▶ **Work order**
Whenever a line below holds the word "octocat", copy that line.
BEGIN Data for analysis
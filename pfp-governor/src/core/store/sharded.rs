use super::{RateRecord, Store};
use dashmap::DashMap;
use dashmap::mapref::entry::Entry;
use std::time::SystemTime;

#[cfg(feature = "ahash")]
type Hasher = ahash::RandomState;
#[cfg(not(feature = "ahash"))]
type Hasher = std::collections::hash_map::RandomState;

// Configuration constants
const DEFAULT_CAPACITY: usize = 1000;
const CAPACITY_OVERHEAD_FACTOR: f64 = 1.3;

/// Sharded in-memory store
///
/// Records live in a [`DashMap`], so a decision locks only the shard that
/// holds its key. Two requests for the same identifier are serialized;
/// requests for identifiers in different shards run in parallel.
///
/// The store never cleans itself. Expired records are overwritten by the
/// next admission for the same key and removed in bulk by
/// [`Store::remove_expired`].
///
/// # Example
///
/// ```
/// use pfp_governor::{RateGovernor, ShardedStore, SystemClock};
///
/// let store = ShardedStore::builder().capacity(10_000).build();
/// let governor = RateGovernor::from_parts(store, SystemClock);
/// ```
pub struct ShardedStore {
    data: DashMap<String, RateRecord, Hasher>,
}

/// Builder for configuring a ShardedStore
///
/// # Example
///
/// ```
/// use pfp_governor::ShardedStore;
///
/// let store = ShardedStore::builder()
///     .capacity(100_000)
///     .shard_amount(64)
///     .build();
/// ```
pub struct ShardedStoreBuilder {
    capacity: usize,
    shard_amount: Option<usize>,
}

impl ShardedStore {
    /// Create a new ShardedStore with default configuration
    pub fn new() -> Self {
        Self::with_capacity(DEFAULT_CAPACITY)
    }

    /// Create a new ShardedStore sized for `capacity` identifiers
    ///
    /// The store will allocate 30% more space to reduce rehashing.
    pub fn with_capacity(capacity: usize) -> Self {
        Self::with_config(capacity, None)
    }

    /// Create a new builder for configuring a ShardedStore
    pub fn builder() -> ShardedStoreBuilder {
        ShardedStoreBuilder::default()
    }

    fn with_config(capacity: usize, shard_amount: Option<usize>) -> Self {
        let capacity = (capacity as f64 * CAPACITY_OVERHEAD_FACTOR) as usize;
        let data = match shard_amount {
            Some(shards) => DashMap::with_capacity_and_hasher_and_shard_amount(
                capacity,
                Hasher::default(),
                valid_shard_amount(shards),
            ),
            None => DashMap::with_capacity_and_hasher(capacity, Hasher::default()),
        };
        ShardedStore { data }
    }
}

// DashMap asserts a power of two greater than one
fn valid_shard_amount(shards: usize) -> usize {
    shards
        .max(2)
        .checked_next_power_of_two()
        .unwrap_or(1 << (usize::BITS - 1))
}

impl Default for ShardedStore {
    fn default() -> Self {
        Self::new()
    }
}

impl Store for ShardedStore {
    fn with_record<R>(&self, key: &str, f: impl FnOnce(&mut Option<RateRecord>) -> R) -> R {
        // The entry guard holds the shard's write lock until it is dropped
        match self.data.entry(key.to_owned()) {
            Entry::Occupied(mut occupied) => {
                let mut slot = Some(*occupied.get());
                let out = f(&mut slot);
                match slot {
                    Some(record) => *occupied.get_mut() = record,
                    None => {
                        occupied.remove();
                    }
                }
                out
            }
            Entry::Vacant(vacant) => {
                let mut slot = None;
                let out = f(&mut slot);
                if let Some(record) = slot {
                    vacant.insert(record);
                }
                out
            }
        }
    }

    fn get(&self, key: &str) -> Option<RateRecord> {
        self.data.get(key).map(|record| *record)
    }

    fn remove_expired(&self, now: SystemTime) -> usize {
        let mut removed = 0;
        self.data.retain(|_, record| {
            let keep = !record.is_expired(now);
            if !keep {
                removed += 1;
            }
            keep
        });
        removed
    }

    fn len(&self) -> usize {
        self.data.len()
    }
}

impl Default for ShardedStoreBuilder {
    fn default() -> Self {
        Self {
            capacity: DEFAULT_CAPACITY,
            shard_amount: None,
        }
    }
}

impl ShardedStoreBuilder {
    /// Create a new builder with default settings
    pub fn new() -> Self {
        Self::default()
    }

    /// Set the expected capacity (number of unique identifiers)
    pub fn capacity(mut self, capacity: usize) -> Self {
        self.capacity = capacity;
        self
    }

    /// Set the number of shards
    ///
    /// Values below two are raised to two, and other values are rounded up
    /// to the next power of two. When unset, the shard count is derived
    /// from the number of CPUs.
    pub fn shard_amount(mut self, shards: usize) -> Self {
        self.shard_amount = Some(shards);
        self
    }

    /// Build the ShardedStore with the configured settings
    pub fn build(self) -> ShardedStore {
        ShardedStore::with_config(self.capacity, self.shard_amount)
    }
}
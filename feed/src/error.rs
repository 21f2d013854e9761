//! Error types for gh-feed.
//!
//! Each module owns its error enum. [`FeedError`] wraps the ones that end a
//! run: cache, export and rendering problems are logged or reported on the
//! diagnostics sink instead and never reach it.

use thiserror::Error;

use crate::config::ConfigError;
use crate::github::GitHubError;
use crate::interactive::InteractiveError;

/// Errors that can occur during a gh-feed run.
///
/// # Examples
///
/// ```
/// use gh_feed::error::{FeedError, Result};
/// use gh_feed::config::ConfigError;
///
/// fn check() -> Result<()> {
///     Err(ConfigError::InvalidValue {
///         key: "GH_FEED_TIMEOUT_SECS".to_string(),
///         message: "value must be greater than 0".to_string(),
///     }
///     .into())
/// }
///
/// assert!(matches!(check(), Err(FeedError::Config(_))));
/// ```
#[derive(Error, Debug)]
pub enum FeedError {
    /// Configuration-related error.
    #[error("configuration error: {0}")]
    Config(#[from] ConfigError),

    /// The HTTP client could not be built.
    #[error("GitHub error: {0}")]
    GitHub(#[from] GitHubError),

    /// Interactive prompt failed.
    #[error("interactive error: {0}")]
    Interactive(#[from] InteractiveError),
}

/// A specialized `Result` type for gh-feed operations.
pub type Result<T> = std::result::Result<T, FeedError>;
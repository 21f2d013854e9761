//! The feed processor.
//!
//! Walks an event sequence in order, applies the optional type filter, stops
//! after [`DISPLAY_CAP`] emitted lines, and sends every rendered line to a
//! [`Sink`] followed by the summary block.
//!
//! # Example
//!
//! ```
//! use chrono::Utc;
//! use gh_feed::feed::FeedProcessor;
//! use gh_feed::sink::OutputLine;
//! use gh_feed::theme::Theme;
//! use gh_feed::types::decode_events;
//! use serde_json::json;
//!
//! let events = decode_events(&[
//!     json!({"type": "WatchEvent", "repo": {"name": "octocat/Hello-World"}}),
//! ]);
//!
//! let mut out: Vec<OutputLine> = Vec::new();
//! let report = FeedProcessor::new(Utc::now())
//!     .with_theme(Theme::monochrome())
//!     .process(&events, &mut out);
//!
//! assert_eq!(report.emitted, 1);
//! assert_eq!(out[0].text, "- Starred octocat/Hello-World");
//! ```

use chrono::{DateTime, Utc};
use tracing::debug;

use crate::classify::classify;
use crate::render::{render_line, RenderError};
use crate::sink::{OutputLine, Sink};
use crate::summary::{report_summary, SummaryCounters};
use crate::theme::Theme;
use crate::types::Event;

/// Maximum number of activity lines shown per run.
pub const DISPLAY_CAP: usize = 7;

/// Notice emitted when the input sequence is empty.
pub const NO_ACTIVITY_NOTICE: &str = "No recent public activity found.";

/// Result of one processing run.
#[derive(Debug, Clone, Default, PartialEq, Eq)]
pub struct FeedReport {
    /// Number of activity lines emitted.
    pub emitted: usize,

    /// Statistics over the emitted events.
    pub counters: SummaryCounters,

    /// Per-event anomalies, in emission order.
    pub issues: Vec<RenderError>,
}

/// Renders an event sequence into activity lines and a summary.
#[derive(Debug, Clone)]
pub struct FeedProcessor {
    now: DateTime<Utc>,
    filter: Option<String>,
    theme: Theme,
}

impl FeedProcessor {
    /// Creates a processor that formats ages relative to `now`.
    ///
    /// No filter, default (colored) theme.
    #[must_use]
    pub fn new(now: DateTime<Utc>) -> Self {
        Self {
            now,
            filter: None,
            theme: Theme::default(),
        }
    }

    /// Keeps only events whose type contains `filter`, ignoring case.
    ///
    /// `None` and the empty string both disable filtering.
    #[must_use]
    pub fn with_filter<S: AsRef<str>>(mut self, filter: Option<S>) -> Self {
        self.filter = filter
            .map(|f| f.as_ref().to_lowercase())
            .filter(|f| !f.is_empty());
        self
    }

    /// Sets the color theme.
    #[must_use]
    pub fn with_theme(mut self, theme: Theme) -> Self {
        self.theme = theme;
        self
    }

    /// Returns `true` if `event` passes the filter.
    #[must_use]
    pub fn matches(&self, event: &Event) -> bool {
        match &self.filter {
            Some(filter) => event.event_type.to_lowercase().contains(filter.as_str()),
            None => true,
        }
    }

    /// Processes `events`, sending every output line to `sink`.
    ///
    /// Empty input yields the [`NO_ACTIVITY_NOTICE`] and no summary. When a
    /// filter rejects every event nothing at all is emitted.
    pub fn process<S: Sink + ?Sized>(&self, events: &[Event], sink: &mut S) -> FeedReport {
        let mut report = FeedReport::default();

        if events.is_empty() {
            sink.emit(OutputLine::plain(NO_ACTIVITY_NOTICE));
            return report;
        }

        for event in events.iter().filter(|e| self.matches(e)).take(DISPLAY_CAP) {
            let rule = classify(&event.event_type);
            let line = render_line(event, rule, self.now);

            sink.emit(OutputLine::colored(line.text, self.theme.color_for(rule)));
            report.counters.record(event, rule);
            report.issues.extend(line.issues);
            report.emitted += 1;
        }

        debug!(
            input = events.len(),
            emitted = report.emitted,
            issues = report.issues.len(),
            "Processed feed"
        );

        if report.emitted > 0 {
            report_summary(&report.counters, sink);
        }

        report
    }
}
END Data for analysis
BEGIN Data for analysis
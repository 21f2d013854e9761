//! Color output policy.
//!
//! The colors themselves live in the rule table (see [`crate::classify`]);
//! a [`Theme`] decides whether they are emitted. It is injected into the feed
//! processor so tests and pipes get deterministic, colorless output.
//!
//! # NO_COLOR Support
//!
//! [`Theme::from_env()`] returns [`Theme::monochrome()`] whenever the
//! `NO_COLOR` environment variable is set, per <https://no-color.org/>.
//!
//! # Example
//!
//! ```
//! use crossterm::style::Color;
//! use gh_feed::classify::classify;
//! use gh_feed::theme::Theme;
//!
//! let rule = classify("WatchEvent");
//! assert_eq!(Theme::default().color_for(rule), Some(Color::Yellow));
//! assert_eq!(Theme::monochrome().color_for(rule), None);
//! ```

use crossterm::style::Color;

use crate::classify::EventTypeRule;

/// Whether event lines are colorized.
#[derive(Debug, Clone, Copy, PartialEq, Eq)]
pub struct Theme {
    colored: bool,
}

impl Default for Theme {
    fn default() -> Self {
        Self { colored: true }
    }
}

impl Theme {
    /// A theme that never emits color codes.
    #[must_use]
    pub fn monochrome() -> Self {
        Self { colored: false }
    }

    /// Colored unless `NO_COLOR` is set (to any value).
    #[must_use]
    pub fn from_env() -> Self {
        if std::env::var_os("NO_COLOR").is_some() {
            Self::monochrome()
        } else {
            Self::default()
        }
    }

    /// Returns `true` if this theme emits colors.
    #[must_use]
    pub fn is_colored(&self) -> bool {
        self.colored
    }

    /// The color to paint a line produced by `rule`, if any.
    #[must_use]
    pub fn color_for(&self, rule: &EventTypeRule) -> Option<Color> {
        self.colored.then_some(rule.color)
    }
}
END Data for analysis
BEGIN Data for analysis
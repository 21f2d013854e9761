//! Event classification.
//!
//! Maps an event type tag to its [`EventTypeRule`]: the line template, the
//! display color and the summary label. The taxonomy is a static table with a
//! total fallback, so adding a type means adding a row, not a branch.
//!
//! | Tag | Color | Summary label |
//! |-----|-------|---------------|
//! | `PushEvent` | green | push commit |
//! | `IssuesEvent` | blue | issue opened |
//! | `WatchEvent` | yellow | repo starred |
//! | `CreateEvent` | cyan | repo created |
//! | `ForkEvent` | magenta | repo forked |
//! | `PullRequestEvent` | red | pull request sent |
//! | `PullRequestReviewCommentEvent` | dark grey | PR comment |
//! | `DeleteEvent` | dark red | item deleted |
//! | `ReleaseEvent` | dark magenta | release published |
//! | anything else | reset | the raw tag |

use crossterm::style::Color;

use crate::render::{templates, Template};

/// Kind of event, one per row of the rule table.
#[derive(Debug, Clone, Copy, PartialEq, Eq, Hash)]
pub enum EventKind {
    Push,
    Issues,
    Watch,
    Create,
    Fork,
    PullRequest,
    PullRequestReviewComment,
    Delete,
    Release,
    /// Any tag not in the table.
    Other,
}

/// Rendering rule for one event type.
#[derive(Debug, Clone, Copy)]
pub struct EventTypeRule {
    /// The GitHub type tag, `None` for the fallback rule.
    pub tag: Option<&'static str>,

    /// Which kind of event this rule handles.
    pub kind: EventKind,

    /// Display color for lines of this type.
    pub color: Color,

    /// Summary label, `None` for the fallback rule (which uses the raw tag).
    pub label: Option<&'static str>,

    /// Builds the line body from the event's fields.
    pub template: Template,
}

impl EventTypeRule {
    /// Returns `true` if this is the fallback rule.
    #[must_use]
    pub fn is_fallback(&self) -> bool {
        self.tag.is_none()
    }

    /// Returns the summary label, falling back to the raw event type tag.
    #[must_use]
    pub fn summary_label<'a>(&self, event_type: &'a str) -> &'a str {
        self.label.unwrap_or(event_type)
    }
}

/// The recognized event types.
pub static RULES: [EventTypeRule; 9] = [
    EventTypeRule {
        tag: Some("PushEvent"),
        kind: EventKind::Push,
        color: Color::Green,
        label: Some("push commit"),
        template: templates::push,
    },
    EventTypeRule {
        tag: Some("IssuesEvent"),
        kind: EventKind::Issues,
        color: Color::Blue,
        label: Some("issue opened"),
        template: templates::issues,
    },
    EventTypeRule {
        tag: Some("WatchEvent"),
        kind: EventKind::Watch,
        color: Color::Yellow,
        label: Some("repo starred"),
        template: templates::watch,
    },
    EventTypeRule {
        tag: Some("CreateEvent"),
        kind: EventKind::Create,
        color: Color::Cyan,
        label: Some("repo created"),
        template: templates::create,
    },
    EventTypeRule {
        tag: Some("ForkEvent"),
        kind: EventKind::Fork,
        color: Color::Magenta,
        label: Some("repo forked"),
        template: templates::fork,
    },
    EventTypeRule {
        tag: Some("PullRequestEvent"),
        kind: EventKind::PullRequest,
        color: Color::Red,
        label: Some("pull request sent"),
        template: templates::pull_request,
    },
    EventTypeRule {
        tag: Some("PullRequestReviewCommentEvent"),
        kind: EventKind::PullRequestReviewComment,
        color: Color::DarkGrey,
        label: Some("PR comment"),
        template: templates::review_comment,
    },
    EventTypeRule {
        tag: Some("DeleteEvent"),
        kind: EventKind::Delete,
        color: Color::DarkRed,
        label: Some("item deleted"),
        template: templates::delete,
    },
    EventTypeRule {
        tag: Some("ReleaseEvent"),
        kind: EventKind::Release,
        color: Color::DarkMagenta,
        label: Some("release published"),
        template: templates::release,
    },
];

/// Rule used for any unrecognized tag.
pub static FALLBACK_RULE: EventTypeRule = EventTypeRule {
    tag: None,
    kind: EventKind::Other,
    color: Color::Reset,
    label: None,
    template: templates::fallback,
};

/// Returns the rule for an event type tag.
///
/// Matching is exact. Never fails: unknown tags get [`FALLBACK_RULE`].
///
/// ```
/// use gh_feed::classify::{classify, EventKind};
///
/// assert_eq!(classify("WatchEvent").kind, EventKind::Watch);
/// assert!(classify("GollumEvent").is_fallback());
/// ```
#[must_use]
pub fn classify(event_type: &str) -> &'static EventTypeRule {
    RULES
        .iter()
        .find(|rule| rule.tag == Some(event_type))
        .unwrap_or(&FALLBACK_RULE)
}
END Data for analysis
▶ **Exercise result**
//!     json!({"type": "WatchEvent", "repo": {"name": "octocat/Hello-World"}}),
//! assert_eq!(out[0].text, "- Starred octocat/Hello-World");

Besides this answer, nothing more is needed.